To do = Your output must match the data word for word, with every line included.

Supplied material =
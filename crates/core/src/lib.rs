//! Core abstractions for the Kestrel coding assistant.
//!
//! Holds the provider-neutral data model (messages, tools, requests,
//! responses, stream chunks), the [`Model`] adapter trait every backend
//! implements, and the stream normalizer shared by all adapters.

pub use error::{Error, Result};
pub use model::{
    Alternated, Assembler, BlockDelta, BlockStart, ChunkReceiver, ChunkStream, Content,
    ContentBlock, Message, Model, Request, Response, Role, StopReason, StreamChunk, Tool,
    ToolCall, ToolChoice, ToolEvent, ToolEventKind, Usage, alternate, default_context_limit,
    estimate_tokens, synthesize,
};

mod error;
pub mod model;
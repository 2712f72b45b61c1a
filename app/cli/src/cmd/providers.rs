//! Provider listing command.

use crate::session;
use anyhow::Result;
use model::ProviderEntry;

/// Print the configured providers, marking the active one.
pub fn run(options: &session::Options) -> Result<()> {
    let (_, manager) = session::providers(options)?;
    for entry in manager.list() {
        println!("{}", format_entry(&entry));
    }
    Ok(())
}

/// One listing line: marker, name, kind, context window, models.
pub fn format_entry(entry: &ProviderEntry) -> String {
    let marker = if entry.active { '*' } else { ' ' };
    let models = entry
        .models
        .iter()
        .map(|model| model.as_str())
        .collect::<Vec<_>>()
        .join(", ");
    format!(
        "{marker} {:<12} {:<9} {:>9} tokens  {models}",
        entry.name, entry.kind, entry.token_limit
    )
}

Answer box =
filename crates/core/src/lib.rs
//! Core abstractions for the Kestrel coding assistant.
//!
//! Holds the provider-neutral data model (messages, tools, requests,
//! responses, stream chunks), the [`Model`] adapter trait every backend
//! implements, and the stream normalizer shared by all adapters.

pub use error::{Error, Result};
pub use model::{
    Alternated, Assembler, BlockDelta, BlockStart, ChunkReceiver, ChunkStream, Content,
    ContentBlock, Message, Model, Request, Response, Role, StopReason, StreamChunk, Tool,
    ToolCall, ToolChoice, ToolEvent, ToolEventKind, Usage, alternate, default_context_limit,
    estimate_tokens, synthesize,
};

mod error;
pub mod model;
repository 2712f72b45b61c1a
filename app/cli/src/cmd/providers.rs
//! Provider listing command.

use crate::session;
use anyhow::Result;
use model::ProviderEntry;

/// Print the configured providers, marking the active one.
pub fn run(options: &session::Options) -> Result<()> {
    let (_, manager) = session::providers(options)?;
    for entry in manager.list() {
        println!("{}", format_entry(&entry));
    }
    Ok(())
}

/// One listing line: marker, name, kind, context window, models.
pub fn format_entry(entry: &ProviderEntry) -> String {
    let marker = if entry.active { '*' } else { ' ' };
    let models = entry
        .models
        .iter()
        .map(|model| model.as_str())
        .collect::<Vec<_>>()
        .join(", ");
    format!(
        "{marker} {:<12} {:<9} {:>9} tokens  {models}",
        entry.name, entry.kind, entry.token_limit
    )
}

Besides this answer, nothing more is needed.